Lorenzo Cano, Bruchi's manager

by Frances Potts

The familiar red, white and black logo of Bruchi's cheesesteak and sub shop is now at home in Sunnyside.

Bruchi's, owned by Scott Hanson of the Tri-Cities, opened at noon Friday, Sept. 23, in Mid Valley Mall on Yakima Valley Highway.

"We wanted a real slow, quiet opening," said Lorenzo Cano, manager. "We'll have a grand opening in a few weeks, but we didn't want to open with a big shebang."

However, the quiet noon opening did not go unnoticed, Cano said.
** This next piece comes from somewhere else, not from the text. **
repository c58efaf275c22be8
pub mod adapters;
pub mod config;
pub mod error;
pub mod web;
"I had to go out shopping for a belt, and I was wearing my Bruchi's tee shirt and people around me were saying 'Bruchi's is in Sunnyside now? It's about time you got here'." Business has been steady since, he noted.
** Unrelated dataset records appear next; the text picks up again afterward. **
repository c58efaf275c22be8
//! crates/vocab_reader_core/src/lexicon/dataset.rs
//!
//! The static-dataset lookup strategy. The bulk word list is parsed once into a
//! `DictionaryIndex`; concurrent callers that arrive while the load is running
//! all await the same in-flight future.

use std::collections::{BTreeMap, HashMap};
use std::sync::{Arc, Mutex};
use std::time::Instant;

use async_trait::async_trait;
use futures::future::{BoxFuture, FutureExt, Shared};
use tracing::{debug, error, info, warn};

use crate::domain::DictionaryEntry;
use crate::lexicon::normalize_word;
use crate::ports::{DictionarySource, Lexicon, PortError, PortResult};

/// Literal name of the first column when the dataset carries a header line.
const HEADER_WORD_COLUMN: &str = "word";

/// Regular English suffixes tried, in order, when nothing else matched.
/// The flag says whether a trailing `e` may have been dropped (`liked` -> `like`).
const INFLECTION_SUFFIXES: [(&str, bool); 4] =
    [("ing", true), ("ed", true), ("es", false), ("s", false)];

//=========================================================================================
// Row Parsing
//=========================================================================================

/// Splits one dataset row into trimmed fields. Commas inside double quotes do
/// not split; the quote characters themselves are dropped.
pub fn parse_row(line: &str) -> Vec<String> {
    let mut fields = Vec::new();
    let mut current = String::new();
    let mut in_quotes = false;

    for c in line.chars() {
        match c {
            '"' => in_quotes = !in_quotes,
            ',' if !in_quotes => {
                fields.push(current.trim().to_string());
                current.clear();
            }
            _ => current.push(c),
        }
    }
    fields.push(current.trim().to_string());
    fields
}

fn text_field(fields: &[String], idx: usize) -> Option<String> {
    fields
        .get(idx)
        .filter(|value| !value.is_empty())
        .cloned()
}

fn int_field(fields: &[String], idx: usize) -> Option<i32> {
    fields.get(idx).and_then(|value| value.parse().ok())
}

fn entry_from_row(line_no: usize, fields: &[String]) -> Option<DictionaryEntry> {
    let word = text_field(fields, 0)?;
    Some(DictionaryEntry {
        id: format!("csv_{line_no}"),
        word,
        phonetic: text_field(fields, 1),
        definition: text_field(fields, 2),
        translation: text_field(fields, 3),
        part_of_speech: text_field(fields, 4),
        collins: int_field(fields, 5),
        oxford: int_field(fields, 6),
        tag: text_field(fields, 7),
        bnc: int_field(fields, 8),
        frq: int_field(fields, 9),
        exchange: text_field(fields, 10),
        detail: text_field(fields, 11),
        audio: text_field(fields, 12),
    })
}

//=========================================================================================
// The Index
//=========================================================================================

/// An immutable, in-memory index over the dataset. Entry order is the dataset
/// order and decides which entry wins a prefix or inflection match.
#[derive(Debug, Default)]
pub struct DictionaryIndex {
    entries: Vec<DictionaryEntry>,
    /// Lowercase word -> position of its first occurrence.
    by_word: BTreeMap<String, usize>,
    /// Lowercase inflected form -> position of the first entry listing it.
    by_form: HashMap<String, usize>,
}

impl DictionaryIndex {
    /// Parses the raw dataset text. A header line is detected by its first field.
    pub fn parse(text: &str) -> Self {
        let lines: Vec<&str> = text
            .split('\n')
            .map(|line| line.trim_end_matches('\r'))
            .filter(|line| !line.trim().is_empty())
            .collect();

        let has_header = lines.first().is_some_and(|first| {
            parse_row(first).first().map(String::as_str) == Some(HEADER_WORD_COLUMN)
        });
        let start = usize::from(has_header);

        let entries = lines
            .iter()
            .enumerate()
            .skip(start)
            .filter_map(|(line_no, line)| entry_from_row(line_no, &parse_row(line)))
            .collect();

        Self::from_entries(entries)
    }

    pub fn from_entries(entries: Vec<DictionaryEntry>) -> Self {
        let mut by_word = BTreeMap::new();
        let mut by_form = HashMap::new();
        for (pos, entry) in entries.iter().enumerate() {
            by_word.entry(entry.word.to_lowercase()).or_insert(pos);
            for form in entry.exchange_forms() {
                by_form.entry(form.to_lowercase()).or_insert(pos);
            }
        }
        Self {
            entries,
            by_word,
            by_form,
        }
    }

    pub fn len(&self) -> usize {
        self.entries.len()
    }

    pub fn is_empty(&self) -> bool {
        self.entries.is_empty()
    }

    /// Resolves an already-normalized word: exact match, then the first entry in
    /// dataset order starting with it, then inflected forms.
    pub fn find(&self, normalized: &str) -> Option<&DictionaryEntry> {
        if normalized.is_empty() {
            return None;
        }
        self.exact(normalized)
            .or_else(|| self.prefix(normalized))
            .or_else(|| self.inflected(normalized))
            .map(|pos| &self.entries[pos])
    }

    fn exact(&self, word: &str) -> Option<usize> {
        self.by_word.get(word).copied()
    }

    fn prefix(&self, word: &str) -> Option<usize> {
        self.by_word
            .range::<str, _>((std::ops::Bound::Included(word), std::ops::Bound::Unbounded))
            .take_while(|(key, _)| key.starts_with(word))
            .map(|(_, pos)| *pos)
            .min()
    }

    fn inflected(&self, word: &str) -> Option<usize> {
        if let Some(pos) = self.by_form.get(word) {
            return Some(*pos);
        }
        INFLECTION_SUFFIXES.iter().find_map(|(suffix, restore_e)| {
            let stem = word.strip_suffix(suffix).filter(|stem| stem.len() >= 2)?;
            self.exact(stem).or_else(|| {
                if *restore_e {
                    self.exact(&format!("{stem}e"))
                } else {
                    None
                }
            })
        })
    }
}

//=========================================================================================
// The Lexicon Strategy
//=========================================================================================

type LoadFuture = Shared<BoxFuture<'static, PortResult<Arc<DictionaryIndex>>>>;

enum LoadState {
    Unloaded,
    Loading(LoadFuture),
    Ready(Arc<DictionaryIndex>),
}

/// Implements `Lexicon` over the bulk dataset, loaded lazily on first use.
pub struct DatasetLexicon {
    source: Arc<dyn DictionarySource>,
    state: Mutex<LoadState>,
}

impl DatasetLexicon {
    pub fn new(source: Arc<dyn DictionarySource>) -> Self {
        Self {
            source,
            state: Mutex::new(LoadState::Unloaded),
        }
    }

    /// Starts (or joins) the load and returns the number of entries.
    pub async fn preload(&self) -> PortResult<usize> {
        Ok(self.index().await?.len())
    }

    pub fn is_ready(&self) -> bool {
        self.state
            .lock()
            .map(|state| matches!(*state, LoadState::Ready(_)))
            .unwrap_or(false)
    }

    async fn index(&self) -> PortResult<Arc<DictionaryIndex>> {
        let pending = {
            let mut state = self.lock_state()?;
            match &*state {
                LoadState::Ready(index) => return Ok(index.clone()),
                LoadState::Loading(pending) => {
                    debug!("Dictionary load already in flight, joining it.");
                    pending.clone()
                }
                LoadState::Unloaded => {
                    let pending = load_index(self.source.clone()).boxed().shared();
                    *state = LoadState::Loading(pending.clone());
                    pending
                }
            }
        };

        let result = pending.clone().await;

        let mut state = self.lock_state()?;
        let settled_by_us =
            matches!(&*state, LoadState::Loading(current) if current.ptr_eq(&pending));
        if settled_by_us {
            *state = match &result {
                Ok(index) => LoadState::Ready(index.clone()),
                // A failed load is not cached; the next lookup tries again.
                Err(_) => LoadState::Unloaded,
            };
        }
        result
    }

    fn lock_state(&self) -> PortResult<std::sync::MutexGuard<'_, LoadState>> {
        self.state
            .lock()
            .map_err(|_| PortError::Unexpected("dictionary cache lock poisoned".to_string()))
    }
}

async fn load_index(source: Arc<dyn DictionarySource>) -> PortResult<Arc<DictionaryIndex>> {
    let started = Instant::now();
    info!("Loading dictionary dataset...");
    let text = source.load_dataset().await.map_err(|e| {
        error!("Failed to load dictionary dataset: {}", e);
        e
    })?;
    let index = DictionaryIndex::parse(&text);
    if index.is_empty() {
        warn!("Dictionary dataset parsed to zero entries.");
    }
    info!(
        "Dictionary dataset ready: {} entries in {:?}",
        index.len(),
        started.elapsed()
    );
    Ok(Arc::new(index))
}

#[async_trait]
impl Lexicon for DatasetLexicon {
    async fn lookup(&self, word: &str) -> PortResult<Option<DictionaryEntry>> {
        let normalized = normalize_word(word);
        if normalized.is_empty() {
            return Ok(None);
        }
        let index = self.index().await?;
        let found = index.find(&normalized).cloned();
        debug!(
            "Dataset lookup '{}' -> {:?}",
            normalized,
            found.as_ref().map(|entry| &entry.word)
        );
        Ok(found)
    }
}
Along with its menu of cheesesteaks, subs and salads, Bruchi's served up seven new jobs for Sunnyside residents.

"The staff trained at the Yakima Bruchi's (which is also owned by Hanson) for four shifts each," said Cano. "Now I have a wonderful crew. I think I have the best crew in the world."
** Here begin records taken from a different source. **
//! services/api/src/adapters/dictionary.rs
//!
//! Reads the bulk dictionary dataset from a file. Implements `DictionarySource`.

use std::path::PathBuf;

use async_trait::async_trait;
use tracing::info;
use vocab_reader_core::ports::{DictionarySource, PortError, PortResult};

pub struct FileDictionarySource {
    path: PathBuf,
}

impl FileDictionarySource {
    pub fn new(path: PathBuf) -> Self {
        Self { path }
    }
}

#[async_trait]
impl DictionarySource for FileDictionarySource {
    async fn load_dataset(&self) -> PortResult<String> {
        info!("Reading dictionary dataset from {}", self.path.display());
        tokio::fs::read_to_string(&self.path).await.map_err(|e| {
            let status = match e.kind() {
                std::io::ErrorKind::NotFound => Some(404),
                _ => None,
            };
            PortError::upstream(
                status,
                format!("could not read {}: {}", self.path.display(), e),
            )
        })
    }
}

#[cfg(test)]
mod tests {
    use super::*;

    #[tokio::test]
    async fn reads_the_file() {
        let path = std::env::temp_dir().join(format!("vocab-dict-{}.csv", uuid::Uuid::new_v4()));
        tokio::fs::write(&path, "dog,dɒg,a domesticated animal,狗\n")
            .await
            .unwrap();
        let text = FileDictionarySource::new(path.clone())
            .load_dataset()
            .await
            .unwrap();
        assert!(text.starts_with("dog,"));
        tokio::fs::remove_file(path).await.unwrap();
    }

    #[tokio::test]
    async fn missing_file_is_an_upstream_failure() {
        let err = FileDictionarySource::new(PathBuf::from("/definitely/not/here.csv"))
            .load_dataset()
            .await
            .unwrap_err();
        assert!(matches!(err, PortError::Upstream { status: Some(404), .. }));
    }
}
use serde::{Deserialize, Serialize};
use std::fmt;

/// The identity a token speaks for. There is exactly one admin identity per
/// deployment, but tokens carry it explicitly so nothing downstream has to
/// reach back into configuration.
#[derive(Debug, Clone, Eq, PartialEq, Hash, Serialize, Deserialize)]
pub struct Subject(pub String);

impl fmt::Display for Subject {
    fn fmt(&self, f: &mut fmt::Formatter<'_>) -> fmt::Result {
        write!(f, "{}", self.0)
    }
}

#[derive(Debug, Clone, Copy, Eq, PartialEq, Serialize, Deserialize)]
#[serde(rename_all = "snake_case")]
pub enum TokenKind {
    Access,
    Refresh,
}

impl fmt::Display for TokenKind {
    fn fmt(&self, f: &mut fmt::Formatter<'_>) -> fmt::Result {
        match self {
            TokenKind::Access => write!(f, "access"),
            TokenKind::Refresh => write!(f, "refresh"),
        }
    }
}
Traffic gets underway at the mall shop when it opens for lunch at 10:30 a.m. Mondays through Saturdays, with closing time at 8 p.m. Sunday hours are from 11 a.m. to 6 p.m.

Although Bruchi's is part of the mall, it is not located within it. It sits on the east corner in space formerly leased by Subway. Its two doors open onto the parking lot.

The interior was completely remodeled to give it the Bruchi look of beige and sand walls with a counter wrapped in matte-finish aluminum. The floors are a sporty brick red, and seating is a combination of booths and tables.

Of course, to distinguish it as a Bruchi's, the red and white triangular logo fixed against a black and white checked banner adorns the windows-a kind of uniform welcome found at Bruchi's wherever they sprout up, be it in the Tri-Cities, Spokane, Seattle, Yakima or Sunnyside.

Cano, born and raised in Yakima, has been in the fast food business since he was 16 years old. A 1999 graduate of Davis High School, he joined the Job Corps at one time with a little different career in mind.

"I thought I wanted to do something in the medical field, so I went into Job Corps and earned my NAC (nursing assistant certified) license," he said.

After putting the license to work in nursing homes for a little more than a year, Cano had a change of heart. "Underpaid and overworked," he said, succinctly.

Although he is the manager of Bruchi's, Cano was not above working to get it in shape. He was on the job days before the opening, cleaning up after the remodeling.

"A lot of sweeping and mopping," he said. "But I love my job, and it's a cute town."